"""

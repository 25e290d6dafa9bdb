//! SQLite storage implementation for settings.

mod model;
mod repository;

pub use model::AppSettingDB;
pub use repository::SettingsRepository;

// Re-export trait from core for convenience
pub use fiscus_core::settings::SettingsRepositoryTrait;
//! Single-writer actor for SQLite.
//!
//! SQLite allows one writer at a time; funneling every mutation through this
//! actor serializes writes on a dedicated connection and wraps each job in an
//! immediate transaction. A job that performs several document writes (e.g. a
//! batch of contract item replacements) therefore commits atomically.

use super::DbPool;
use crate::errors::StorageError;
use diesel::SqliteConnection;
use fiscus_core::errors::Result;
use std::any::Any;
use tokio::sync::{mpsc, oneshot};

// A job is a boxed closure run on the writer's connection; the return type is
// erased so one channel serves every repository.
type Job<T> = Box<dyn FnOnce(&mut SqliteConnection) -> Result<T> + Send + 'static>;

/// Handle for sending jobs to the writer actor.
#[derive(Clone)]
pub struct WriteHandle {
    #[allow(clippy::type_complexity)]
    tx: mpsc::Sender<(
        Job<Box<dyn Any + Send + 'static>>,
        oneshot::Sender<Result<Box<dyn Any + Send + 'static>>>,
    )>,
}

impl WriteHandle {
    /// Executes a database job on the writer actor's dedicated connection.
    pub async fn exec<F, T>(&self, job: F) -> Result<T>
    where
        F: FnOnce(&mut SqliteConnection) -> Result<T> + Send + 'static,
        T: Send + 'static + Any,
    {
        let (ret_tx, ret_rx) = oneshot::channel();

        self.tx
            .send((
                Box::new(move |c| job(c).map(|v| Box::new(v) as Box<dyn Any + Send>)),
                ret_tx,
            ))
            .await
            .expect("writer actor's receiving channel was closed");

        ret_rx
            .await
            .expect("writer actor dropped the reply sender without sending a result")
            .map(|boxed: Box<dyn Any + Send + 'static>| {
                *boxed
                    .downcast::<T>()
                    .unwrap_or_else(|_| panic!("failed to downcast writer actor result"))
            })
    }
}

/// Spawns a background Tokio task that acts as a single writer to the
/// database. The actor owns one connection from the pool and processes write
/// jobs serially, each inside an immediate transaction.
pub fn spawn_writer(pool: DbPool) -> WriteHandle {
    let (tx, mut rx) = mpsc::channel::<(
        Job<Box<dyn Any + Send + 'static>>,
        oneshot::Sender<Result<Box<dyn Any + Send + 'static>>>,
    )>(1024);

    tokio::spawn(async move {
        let mut conn = pool
            .get()
            .expect("failed to get a connection from the pool for the writer actor");

        while let Some((job, reply_tx)) = rx.recv().await {
            let result: Result<Box<dyn Any + Send + 'static>> = conn
                .immediate_transaction::<_, StorageError, _>(|c| {
                    job(c).map_err(StorageError::from)
                })
                .map_err(|e: StorageError| e.into());

            // The requester may have gone away; nothing to do then.
            let _ = reply_tx.send(result);
        }
    });

    WriteHandle { tx }
}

"""

_What you have to do_
Count the lines holding the word "from" in this material. Reply with the number and nothing else.

_Solution to the problem_
4